Un fauteuil confortable, placé juste à côté de son lit. Elle filmait dans sa chambre, c’était une certitude. Emi savait que certains de ses followers adoraient cette idée, cette contiguïté, comme s’ils avaient l’impression de partager un moment unique avec elle. D’être présents, là, dans son appartement, avec elle. Tous proches de pouvoir faire ce qu’ils voulaient d’elle. Et bien sûr, elle en jouait. Si ce n’était pas pour elle, ces hommes dépenseraient leur argent ailleurs, pour une autre, de toute manière.
« Je vous ai réservé une surprise, ce soir, sourit-elle sous son masque, en se penchant en avant, vers la caméra. »
Sa voix était veloutée, douce et captivante. Un murmure prometteur. Ne parlons même pas de ses seins, qui ballottaient à chacun de ses mouvements. Et de ses cheveux, lâchés, qui caressaient ses épaules, avant de tomber en cascade sur sa poitrine, et qu’elle écartait d’un geste nonchalant à intervalles irréguliers.
Voilà qu’elle expliquait le programme de la soirée, ses mots s’égrainant entre deux tips généreux, lorsqu’elle entendit soudainement son portable vibrer, posé sur un coin de son bureau. Curieuse, elle s’en saisit d’un mouvement leste, tout en se redressant sur sa chaise, afin de retirer son masque en toute tranquillité, son visage hors du champ de la caméra. Le petit objet à l'effigie de chat, parfois si pratique pour ses jeux de mystère, s’avérait alors encombrant, la gênant pour lire ses messages. De toute façon, ce n’étaient pas ses abonnées qui allaient s’en plaindre, puisqu’ils avaient, à présent, un gros plan sur son décolleté. Et le bas de sa frimousse, dévoilant des lèvres pleines, luisantes de gloss, où quelques mèches brunes étaient coincées.
« Uhm, je suis à vous dans quelques secondes… murmura-t-elle, après avoir déverrouillé son téléphone. »
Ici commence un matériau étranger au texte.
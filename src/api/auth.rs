// SPDX-License-Identifier: AGPL-3.0-or-later
//
// Copyright (C) 2026 Relational Network

//! Registration and login endpoints.
//!
//! Both issue a fresh one-hour token on success. Neither is guarded; they
//! are how a client obtains a token in the first place.

use axum::{extract::State, http::StatusCode, Json};

use crate::{
    auth::hashing,
    error::ApiError,
    models::{AuthResponse, LoginRequest, RegisterRequest},
    state::AppState,
};

/// Register a new user account.
#[utoipa::path(
    post,
    path = "/v1/auth/register",
    tag = "Auth",
    request_body = RegisterRequest,
    responses(
        (status = 201, description = "User registered, token issued", body = AuthResponse),
        (status = 409, description = "Username already exists"),
    )
)]
pub async fn register(
    State(state): State<AppState>,
    Json(request): Json<RegisterRequest>,
) -> Result<(StatusCode, Json<AuthResponse>), ApiError> {
    let digest = hashing::hash_password(&request.password);

    let mut store = state.store.write().await;
    let user = store.create_user(&request, digest)?;
    let token = state.tokens.issue(user.user_id, &user.username)?;

    tracing::info!(username = %user.username, user_id = user.user_id, "user registered");

    Ok((
        StatusCode::CREATED,
        Json(AuthResponse {
            message: "User registered successfully".to_string(),
            username: user.username,
            user_id: user.user_id,
            token,
        }),
    ))
}

/// Log in with username and password.
///
/// An unknown username and a wrong password are reported differently
/// (404 vs 401), matching the stored-credential lookup order.
#[utoipa::path(
    post,
    path = "/v1/auth/login",
    tag = "Auth",
    request_body = LoginRequest,
    responses(
        (status = 200, description = "Credentials correct, token issued", body = AuthResponse),
        (status = 401, description = "Invalid credentials"),
        (status = 404, description = "User not found"),
    )
)]
pub async fn login(
    State(state): State<AppState>,
    Json(request): Json<LoginRequest>,
) -> Result<Json<AuthResponse>, ApiError> {
    let store = state.store.read().await;
    let Some(user) = store.user_by_username(&request.username) else {
        return Err(ApiError::not_found("User not found"));
    };

    if !hashing::verify_password(&request.password, &user.password_digest) {
        tracing::warn!(username = %request.username, "failed login attempt");
        return Err(ApiError::unauthorized("Invalid credentials"));
    }

    let token = state.tokens.issue(user.user_id, &user.username)?;

    Ok(Json(AuthResponse {
        message: "Login successful".to_string(),
        username: user.username.clone(),
        user_id: user.user_id,
        token,
    }))
}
Elle en profita pour attraper un verre à portée de main, d’où une paille colorée s’échappait. Ses lèvres effleurèrent cette dernière, mais Emi n’eut le temps d’avaler qu’une gorgée de sa limonade, le message qu’elle avait reçu s’affichant à l’écran de son portable. Immédiatement, ses sourcils se froncèrent, tandis qu’elle parcourait les lignes, le cœur battant un peu plus vite. Une moue légère fleurit sur son visage, entre méfiance et perplexité. Une blague, peut-être ? De très mauvais goût, d’ailleurs, mais qui s’adonnerait à de telles extrémités ? Le ton n’était ni anodin, ni amical. Elle sentit un mélange d’adrénaline et d’inquiétude se mêler à l’excitation habituelle de ses lives, alors qu’un frisson remontait son échine. D’angoisse ? D’appréhension ? Qui sait.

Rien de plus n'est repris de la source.